A libertação de Ígor Rodrigues da Silva após quase cinco meses de prisão preventiva por tráfico de drogas marca um ponto de virada em seu processo judicial, ainda em andamento. Sua saída da cadeia, embora celebrada pela defesa e recebida com alívio pela família, veio acompanhada de um desabafo sobre a “revolta” e a confusão sentidas durante o período de detenção. Enquanto a defesa reitera a inocência do motoboy e a falta de provas contundentes, a acusação se baseia em um boletim de ocorrência que relata a denúncia e a apreensão de entorpecentes em seu veículo. A decisão judicial que revogou a prisão considerou o tempo já cumprido e o estágio avançado do processo, buscando evitar atrasos desnecessários. O caso agora segue para as etapas finais, com a expectativa de que o desfecho traga clareza e justiça para todas as partes envolvidas.

FAQ

1. Por que o motoboy Ígor Rodrigues da Silva foi preso?
Ígor foi preso na noite de 30 de julho, em Praia Grande, após a Polícia Militar receber uma denúncia de tráfico de drogas. Segundo o boletim de ocorrência, foram encontradas porções de maconha e cocaína em seu carro, além de dinheiro em espécie.

2. Qual a alegação da defesa de Ígor sobre as acusações?
A defesa de Ígor alega que ele é inocente e que não estava vendendo drogas no momento da abordagem, mas sim comendo miojo dentro de seu carro. O advogado sustenta que não havia provas concretas de autoria e que vídeos da região não apontam para Ígor, mas para outras pessoas traficando.
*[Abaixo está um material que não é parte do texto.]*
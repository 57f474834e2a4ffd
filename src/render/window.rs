use anyhow::Result;
use minifb::{Key, KeyRepeat, ScaleMode, Window, WindowOptions};

use super::canvas::Canvas;

/// minifbを使用したレンダラー
///
/// Canvas をウィンドウサイズに合わせて表示する。文字は描けないので
/// ステータスはタイトルに出す。
pub struct MinifbRenderer {
    window: Window,
    title: String,
}

impl MinifbRenderer {
    /// ウィンドウを作成
    pub fn new(title: &str, width: usize, height: usize, target_fps: usize) -> Result<Self> {
        let mut window = Window::new(
            title,
            width,
            height,
            WindowOptions {
                resize: true,
                scale_mode: ScaleMode::AspectRatioStretch,
                ..WindowOptions::default()
            },
        )?;
        window.set_target_fps(target_fps);

        Ok(Self {
            window,
            title: title.to_string(),
        })
    }

    /// ウィンドウが開いているか
    pub fn is_open(&self) -> bool {
        self.window.is_open() && !self.window.is_key_down(Key::Escape)
    }

    /// キーが押された瞬間か (リピートなし)
    pub fn is_key_pressed(&self, key: Key) -> bool {
        self.window.is_key_pressed(key, KeyRepeat::No)
    }

    pub fn set_status(&mut self, status: &str) {
        let title = format!("{} - {}", self.title, status);
        self.window.set_title(&title);
    }

    /// Canvas をウィンドウに表示。空の Canvas ならイベント処理だけ行う
    pub fn present(&mut self, canvas: &Canvas) -> Result<()> {
        if canvas.width() == 0 || canvas.height() == 0 {
            self.window.update();
            return Ok(());
        }
        self.window
            .update_with_buffer(canvas.buffer(), canvas.width(), canvas.height())?;
        Ok(())
    }
}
3. Quais foram os motivos da Justiça para revogar a prisão de Ígor?
O juiz considerou que Ígor ficou preso por um tempo considerável (quase cinco meses) e que a fase de produção de provas orais já havia sido encerrada. Além disso, a proximidade do recesso forense poderia atrasar a sentença, tornando a manutenção da prisão desnecessária neste momento do processo.

4. Ígor Rodrigues da Silva está totalmente livre das acusações?
Não. Embora sua prisão tenha sido revogada e ele esteja em liberdade, Ígor Rodrigues da Silva ainda responde ao processo judicial por tráfico de drogas. A decisão apenas substituiu a detenção por uma medida cautelar, e o julgamento final ainda será proferido.